All lines in the data that hold the word "JukeboxSettings" need copying.

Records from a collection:
....................
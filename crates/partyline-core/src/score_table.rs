use std::collections::HashMap;

use crate::game_trait::GameEvent;
use crate::player::ConnectionId;

/// Per-game score bookkeeping keyed by connection id, with a queue of
/// award events for the session leaderboard.
#[derive(Debug, Default, Clone)]
pub struct ScoreTable {
    scores: HashMap<ConnectionId, i64>,
    names: HashMap<ConnectionId, String>,
    pending: Vec<GameEvent>,
}

impl ScoreTable {
    pub fn join(&mut self, id: &str, name: &str) {
        self.scores.entry(id.to_string()).or_insert(0);
        self.names.insert(id.to_string(), name.to_string());
    }

    pub fn contains(&self, id: &str) -> bool {
        self.scores.contains_key(id)
    }

    pub fn len(&self) -> usize {
        self.scores.len()
    }

    pub fn is_empty(&self) -> bool {
        self.scores.is_empty()
    }

    pub fn ids(&self) -> impl Iterator<Item = &ConnectionId> {
        self.scores.keys()
    }

    /// Add points earned in play and queue a `ScoreAwarded` event.
    pub fn award(&mut self, id: &str, delta: i64) {
        if delta == 0 {
            return;
        }
        *self.scores.entry(id.to_string()).or_insert(0) += delta;
        self.pending.push(GameEvent::ScoreAwarded {
            player_id: id.to_string(),
            delta,
        });
    }

    /// Overwrite a score without emitting an event. Restored totals are
    /// already on the leaderboard.
    pub fn set(&mut self, id: &str, score: i64) {
        self.scores.insert(id.to_string(), score);
    }

    pub fn get(&self, id: &str) -> i64 {
        self.scores.get(id).copied().unwrap_or(0)
    }

    /// Move a player's score, name and undrained events to a new connection id.
    pub fn migrate(&mut self, old_id: &str, new_id: &str) {
        if old_id == new_id {
            return;
        }
        if let Some(score) = self.scores.remove(old_id) {
            self.scores.insert(new_id.to_string(), score);
        }
        if let Some(name) = self.names.remove(old_id) {
            self.names.insert(new_id.to_string(), name);
        }
        for GameEvent::ScoreAwarded { player_id, .. } in &mut self.pending {
            if player_id == old_id {
                *player_id = new_id.to_string();
            }
        }
    }

    pub fn snapshot(&self) -> HashMap<ConnectionId, i64> {
        self.scores.clone()
    }

    pub fn drain_events(&mut self) -> Vec<GameEvent> {
        std::mem::take(&mut self.pending)
    }
}
use std::fmt;

use chrono::{DateTime, Duration, Utc};
use rand::Rng;
use serde::{Deserialize, Serialize};

use crate::game_registry::GameType;
use crate::game_trait::EnginePhase;
use crate::player::{ConnectionId, Roster};

/// Length of a room code as typed by players.
pub const ROOM_CODE_LEN: usize = 4;

/// Room code alphabet. Omits I, O, 0 and 1 so codes read cleanly off a TV.
pub const ROOM_CODE_ALPHABET: &[u8] = b"ABCDEFGHJKLMNPQRSTUVWXYZ23456789";

pub const MAX_ROOM_NAME_LEN: usize = 60;
pub const MAX_DESCRIPTION_LEN: usize = 280;
pub const MAX_PLAYERS_LIMIT: u8 = 100;
pub const DEFAULT_MAX_PLAYERS: u8 = 10;

pub const AVATAR_STYLES: &[&str] = &["bottts", "adventurer", "pixel-art", "fun-emoji", "thumbs"];
pub const THEMES: &[&str] = &["classic", "neon", "pastel", "midnight"];

/// Generate a random room code. Uniqueness against live rooms is the
/// registry's job.
pub fn generate_room_code() -> String {
    let mut rng = rand::rng();
    (0..ROOM_CODE_LEN)
        .map(|_| ROOM_CODE_ALPHABET[rng.random_range(0..ROOM_CODE_ALPHABET.len())] as char)
        .collect()
}

/// Canonical form of a user-typed room code.
pub fn normalize_room_code(input: &str) -> String {
    input.trim().to_ascii_uppercase()
}

pub fn is_valid_room_code(code: &str) -> bool {
    code.len() == ROOM_CODE_LEN && code.bytes().all(|b| ROOM_CODE_ALPHABET.contains(&b))
}

/// Room-level game state label. A lagging mirror of the live engine's phase.
#[derive(Debug, Clone, Copy, PartialEq, Eq, Hash, Serialize, Deserialize)]
#[serde(rename_all = "SCREAMING_SNAKE_CASE")]
pub enum CoarseState {
    Lobby,
    Starting,
    Playing,
    RoundEnd,
    Paused,
    GameEnd,
}

impl From<EnginePhase> for CoarseState {
    fn from(phase: EnginePhase) -> Self {
        match phase {
            EnginePhase::Starting => Self::Starting,
            EnginePhase::Playing => Self::Playing,
            EnginePhase::RoundEnd => Self::RoundEnd,
            EnginePhase::Paused => Self::Paused,
            EnginePhase::Finished => Self::GameEnd,
        }
    }
}

/// Host-editable room configuration. Always schema-valid once stored on a
/// room: use [`RoomSettings::from_json`] for untrusted input.
#[derive(Debug, Clone, PartialEq, Eq, Serialize, Deserialize)]
#[serde(default)]
pub struct RoomSettings {
    pub name: String,
    pub description: String,
    pub max_players: u8,
    pub avatar_style: String,
    pub theme: String,
}

impl Default for RoomSettings {
    fn default() -> Self {
        Self {
            name: String::new(),
            description: String::new(),
            max_players: DEFAULT_MAX_PLAYERS,
            avatar_style: AVATAR_STYLES[0].to_string(),
            theme: THEMES[0].to_string(),
        }
    }
}

#[derive(Debug, Clone, PartialEq, Eq)]
pub enum SettingsError {
    NameTooLong(usize),
    DescriptionTooLong(usize),
    MaxPlayersOutOfRange(u8),
    UnknownAvatarStyle(String),
    UnknownTheme(String),
    Malformed(String),
}

impl fmt::Display for SettingsError {
    fn fmt(&self, f: &mut fmt::Formatter<'_>) -> fmt::Result {
        match self {
            Self::NameTooLong(n) => {
                write!(f, "room name is {n} chars (max {MAX_ROOM_NAME_LEN})")
            },
            Self::DescriptionTooLong(n) => {
                write!(f, "description is {n} chars (max {MAX_DESCRIPTION_LEN})")
            },
            Self::MaxPlayersOutOfRange(n) => {
                write!(f, "max_players {n} outside 1..={MAX_PLAYERS_LIMIT}")
            },
            Self::UnknownAvatarStyle(s) => write!(f, "unknown avatar style: {s}"),
            Self::UnknownTheme(s) => write!(f, "unknown theme: {s}"),
            Self::Malformed(e) => write!(f, "malformed settings: {e}"),
        }
    }
}

impl std::error::Error for SettingsError {}

impl RoomSettings {
    /// Defaults with the room named after its host.
    pub fn for_host(host_name: &str) -> Self {
        let name: String = format!("{host_name}'s room")
            .chars()
            .take(MAX_ROOM_NAME_LEN)
            .collect();
        Self {
            name,
            ..Self::default()
        }
    }

    pub fn validate(&self) -> Result<(), SettingsError> {
        let name_len = self.name.chars().count();
        if name_len > MAX_ROOM_NAME_LEN {
            return Err(SettingsError::NameTooLong(name_len));
        }
        let desc_len = self.description.chars().count();
        if desc_len > MAX_DESCRIPTION_LEN {
            return Err(SettingsError::DescriptionTooLong(desc_len));
        }
        if self.max_players == 0 || self.max_players > MAX_PLAYERS_LIMIT {
            return Err(SettingsError::MaxPlayersOutOfRange(self.max_players));
        }
        if !AVATAR_STYLES.contains(&self.avatar_style.as_str()) {
            return Err(SettingsError::UnknownAvatarStyle(self.avatar_style.clone()));
        }
        if !THEMES.contains(&self.theme.as_str()) {
            return Err(SettingsError::UnknownTheme(self.theme.clone()));
        }
        Ok(())
    }

    /// Parse and validate a stored settings blob.
    pub fn parse(raw: &str) -> Result<Self, SettingsError> {
        let settings: Self =
            serde_json::from_str(raw).map_err(|e| SettingsError::Malformed(e.to_string()))?;
        settings.validate()?;
        Ok(settings)
    }

    /// Like [`RoomSettings::parse`], but never fails: invalid blobs fall back
    /// to defaults.
    pub fn from_json(raw: &str) -> Self {
        match Self::parse(raw) {
            Ok(settings) => settings,
            Err(e) => {
                tracing::warn!(error = %e, "Invalid room settings, using defaults");
                Self::default()
            },
        }
    }

    pub fn to_json(&self) -> String {
        serde_json::to_string(self).unwrap_or_else(|_| "{}".to_string())
    }
}

/// Media playback settings the host can toggle from the lobby.
#[derive(Debug, Clone, PartialEq, Eq, Serialize, Deserialize)]
#[serde(default)]
pub struct JukeboxSettings {
    pub enabled: bool,
    pub playlist: Option<String>,
    pub volume: u8,
    pub shuffle: bool,
}

impl Default for JukeboxSettings {
    fn default() -> Self {
        Self {
            enabled: false,
            playlist: None,
            volume: 50,
            shuffle: false,
        }
    }
}

impl JukeboxSettings {
    /// Clamp volume into 0..=100.
    pub fn normalized(mut self) -> Self {
        self.volume = self.volume.min(100);
        self
    }
}

/// A live party room.
#[derive(Debug, Clone, Serialize, Deserialize)]
pub struct Room {
    pub code: String,
    pub host_id: ConnectionId,
    pub host_name: String,
    pub owner_account_id: Option<String>,
    pub created_at: DateTime<Utc>,
    pub expires_at: DateTime<Utc>,
    pub last_accessed: DateTime<Utc>,
    pub current_game: Option<GameType>,
    pub coarse_state: CoarseState,
    pub players: Roster,
    pub settings: RoomSettings,
    pub host_disconnected: bool,
}

impl Room {
    pub fn new(
        code: String,
        host_id: ConnectionId,
        host_name: String,
        owner_account_id: Option<String>,
        now: DateTime<Utc>,
        ttl: Duration,
    ) -> Self {
        let settings = RoomSettings::for_host(&host_name);
        Self {
            code,
            host_id,
            host_name,
            owner_account_id,
            created_at: now,
            expires_at: now + ttl,
            last_accessed: now,
            current_game: None,
            coarse_state: CoarseState::Lobby,
            players: Roster::default(),
            settings,
            host_disconnected: false,
        }
    }

    pub fn is_expired_at(&self, now: DateTime<Utc>) -> bool {
        now >= self.expires_at
    }

    pub fn connected_count(&self) -> usize {
        self.players.connected_count()
    }

    /// True when nobody, host included, is attached to the room.
    pub fn is_abandoned(&self) -> bool {
        self.host_disconnected && self.players.connected_count() == 0
    }
}

#[cfg(test)]
mod tests {
    use super::*;

    #[test]
    fn generated_codes_are_valid() {
        for _ in 0..200 {
            let code = generate_room_code();
            assert!(is_valid_room_code(&code), "Invalid room code: {code}");
        }
    }

    #[test]
    fn code_validation_rejects_ambiguous_chars() {
        assert!(is_valid_room_code("ABCD"));
        assert!(!is_valid_room_code("ABC"));
        assert!(!is_valid_room_code("ABCO"));
        assert!(!is_valid_room_code("AB1D"));
        assert!(!is_valid_room_code("abcd"));
        assert!(is_valid_room_code(&normalize_room_code(" abcd ")));
    }

    #[test]
    fn settings_fall_back_to_defaults_on_garbage() {
        assert_eq!(RoomSettings::from_json("not json"), RoomSettings::default());
        let too_many = r#"{"max_players": 0}"#;
        assert_eq!(RoomSettings::from_json(too_many), RoomSettings::default());
        let bad_theme = r#"{"theme": "vaporwave"}"#;
        assert!(matches!(
            RoomSettings::parse(bad_theme),
            Err(SettingsError::UnknownTheme(_))
        ));
    }

    #[test]
    fn settings_partial_blob_keeps_defaults() {
        let settings = RoomSettings::from_json(r#"{"name": "Friday quiz", "max_players": 4}"#);
        assert_eq!(settings.name, "Friday quiz");
        assert_eq!(settings.max_players, 4);
        assert_eq!(settings.theme, "classic");
        assert_eq!(RoomSettings::from_json(&settings.to_json()), settings);
    }

    #[test]
    fn host_room_name_is_truncated() {
        let long = "x".repeat(100);
        let settings = RoomSettings::for_host(&long);
        assert_eq!(settings.name.chars().count(), MAX_ROOM_NAME_LEN);
        assert!(settings.validate().is_ok());
    }

    #[test]
    fn coarse_state_mirrors_engine_phase() {
        assert_eq!(CoarseState::from(EnginePhase::Starting), CoarseState::Starting);
        assert_eq!(CoarseState::from(EnginePhase::Finished), CoarseState::GameEnd);
        let json = serde_json::to_string(&CoarseState::RoundEnd).unwrap();
        assert_eq!(json, "\"ROUND_END\"");
    }

    #[test]
    fn new_room_starts_in_lobby() {
        let now = Utc::now();
        let room = Room::new(
            "ABCD".into(),
            "host-1".into(),
            "Alice".into(),
            None,
            now,
            Duration::hours(24),
        );
        assert_eq!(room.coarse_state, CoarseState::Lobby);
        assert!(room.players.is_empty());
        assert_eq!(room.expires_at, now + Duration::hours(24));
        assert!(!room.is_expired_at(now));
        assert!(room.is_expired_at(now + Duration::hours(24)));
    }

    #[test]
    fn jukebox_volume_is_clamped() {
        let jb = JukeboxSettings {
            volume: 250,
            ..JukeboxSettings::default()
        }
        .normalized();
        assert_eq!(jb.volume, 100);
    }
}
....................
TASK RESPONSE »
pub struct JukeboxSettings {
impl Default for JukeboxSettings {
impl JukeboxSettings {
        let jb = JukeboxSettings {
            ..JukeboxSettings::default()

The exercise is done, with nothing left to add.